UPDATE - 2017:
In the current version, scikit-learn LogisticRegression() now has the n_jobs parameter for using multiple cores.
However, the actual text of the user manual suggests that several cores are still only used in the second half of the calculation. Starting with this update, the revised User Guide for LogisticRegression now says that njobs selects โThe number of CPU cores used during the cross-validation cycleโ, while the other two elements specified in the original answer, RandomForestClassifier() and RandomForestRegressor() , both states that njobs indicates "The number of jobs that will be executed in parallel for both matching and forecasting." In other words, the deliberate contrast in the wording here seems to indicate that the njobs parameter in LogisticRegression() , although currently implemented, is not actually implemented as completely or exactly the same as in the other two cases.
Thus, although it is now possible to speed up LogisticRegression() bit using several cores, I assume that it probably will not be very linear in proportion to the number of cores used, since this sounds like the initial โfitโ step (the first half of the algorithm) may not give in parallelization.
Original answer:
In my opinion, the main problem here is not in memory, but in the fact that you use only one core. According to the beginning, you boot the system at 4.34%. If your logistic regression process monopolizes 1 core out of 24, then this goes up to 100/24 โโ= 4.167%. Presumably, the remaining 0.17% takes into account any other processes that you also run on the machine, and they are allowed to receive an additional 0.17%, because they are planned by the system for parallel operation on a second, different core.

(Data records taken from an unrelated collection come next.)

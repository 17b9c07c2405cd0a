//! Object id -> space id mapping, stored through short per-space aliases.

use log::debug;

use super::common::{CommonStore, OBJECT_SPACE, SPACE_ALIAS_BY_ID, SPACE_ID_BY_ALIAS};
use crate::error::{EngineError, Result};
use crate::kv_store::WriteTxn;

impl CommonStore {
    /// Records that `object_id` lives in `space_id`. Rebinding to another space
    /// fails with `SpaceMismatch`.
    pub fn bind_id(&self, object_id: &str, space_id: &str) -> Result<()> {
        if let Some(existing) = self.space_cache.read().get(object_id) {
            return check_same(object_id, existing, space_id);
        }
        if let Some(existing) = self.lookup(object_id)? {
            check_same(object_id, &existing, space_id)?;
            self.space_cache.write().insert(object_id.to_string(), existing);
            return Ok(());
        }

        let _guard = self.alias_lock.lock();
        self.kv.write(|w| {
            if let Some(alias) = w.get(OBJECT_SPACE, object_id.as_bytes())? {
                let existing = alias_to_space(w, &alias)?;
                return check_same(object_id, &existing, space_id);
            }
            let alias = ensure_alias(w, space_id)?;
            w.put(OBJECT_SPACE, object_id.as_bytes(), alias.as_bytes())
        })?;
        self.space_cache
            .write()
            .insert(object_id.to_string(), space_id.to_string());
        Ok(())
    }

    /// Space of `object_id`, or `NotFound`.
    pub fn resolve_space_id(&self, object_id: &str) -> Result<String> {
        if let Some(space) = self.space_cache.read().get(object_id) {
            return Ok(space.clone());
        }
        let space = self
            .lookup(object_id)?
            .ok_or_else(|| EngineError::not_found(format!("space of object {object_id}")))?;
        self.space_cache
            .write()
            .insert(object_id.to_string(), space.clone());
        Ok(space)
    }

    /// Every space that has at least one bound object.
    pub fn known_space_ids(&self) -> Result<Vec<String>> {
        Ok(self
            .kv
            .scan_prefix(SPACE_ALIAS_BY_ID, b"")?
            .into_iter()
            .map(|(k, _)| String::from_utf8_lossy(&k).into_owned())
            .collect())
    }

    fn lookup(&self, object_id: &str) -> Result<Option<String>> {
        self.kv.read(|r| {
            let Some(alias) = r.get(OBJECT_SPACE, object_id.as_bytes())? else {
                return Ok(None);
            };
            let space = r
                .get(SPACE_ID_BY_ALIAS, &alias)?
                .ok_or_else(|| EngineError::Internal(format!("dangling space alias for {object_id}")))?;
            Ok(Some(String::from_utf8_lossy(&space).into_owned()))
        })
    }
}

fn check_same(object_id: &str, existing: &str, requested: &str) -> Result<()> {
    if existing == requested {
        Ok(())
    } else {
        Err(EngineError::SpaceMismatch {
            id: object_id.to_string(),
            existing: existing.to_string(),
            requested: requested.to_string(),
        })
    }
}

fn alias_to_space(w: &WriteTxn<'_>, alias: &[u8]) -> Result<String> {
    w.get(SPACE_ID_BY_ALIAS, alias)?
        .map(|s| String::from_utf8_lossy(&s).into_owned())
        .ok_or_else(|| EngineError::Internal("dangling space alias".into()))
}

/// Returns the alias of `space_id`, allocating max+1 on first use.
fn ensure_alias(w: &mut WriteTxn<'_>, space_id: &str) -> Result<String> {
    if let Some(alias) = w.get(SPACE_ALIAS_BY_ID, space_id.as_bytes())? {
        return Ok(String::from_utf8_lossy(&alias).into_owned());
    }
    let next = w
        .scan_prefix(SPACE_ID_BY_ALIAS, b"")?
        .iter()
        .filter_map(|(k, _)| std::str::from_utf8(k).ok()?.parse::<u64>().ok())
        .max()
        .map_or(1, |max| max + 1);
    let alias = next.to_string();
    w.put(SPACE_ALIAS_BY_ID, space_id.as_bytes(), alias.as_bytes())?;
    w.put(SPACE_ID_BY_ALIAS, alias.as_bytes(), space_id.as_bytes())?;
    debug!("allocated alias {alias} for space {space_id}");
    Ok(alias)
}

If you follow the links below and look at the scikit-learn API, you will see that some of the ensemble methods, such as RandomForestClassifier() or RandomForestRegressor() have an input parameter n_jobs , which directly controls the number of cores on which the package will try run in parallel. The class you use, LogisticRegression() does not define this input. The scikit-learn designers seem to have created an interface that is usually fairly consistent between classes, so if a specific input parameter is not defined for this class, this probably means that the developers simply could not find a way to implement for the meaningful class. Maybe the logistic regression algorithm is simply not suitable for parallelization; those. the potential speedup that could be achieved was not good enough to justify its implementation using a parallel architecture.
Assuming this is so, then no, you cannot make your code speed up. 24 kernels will not help you if the basic functions of the library are simply not intended for use in them.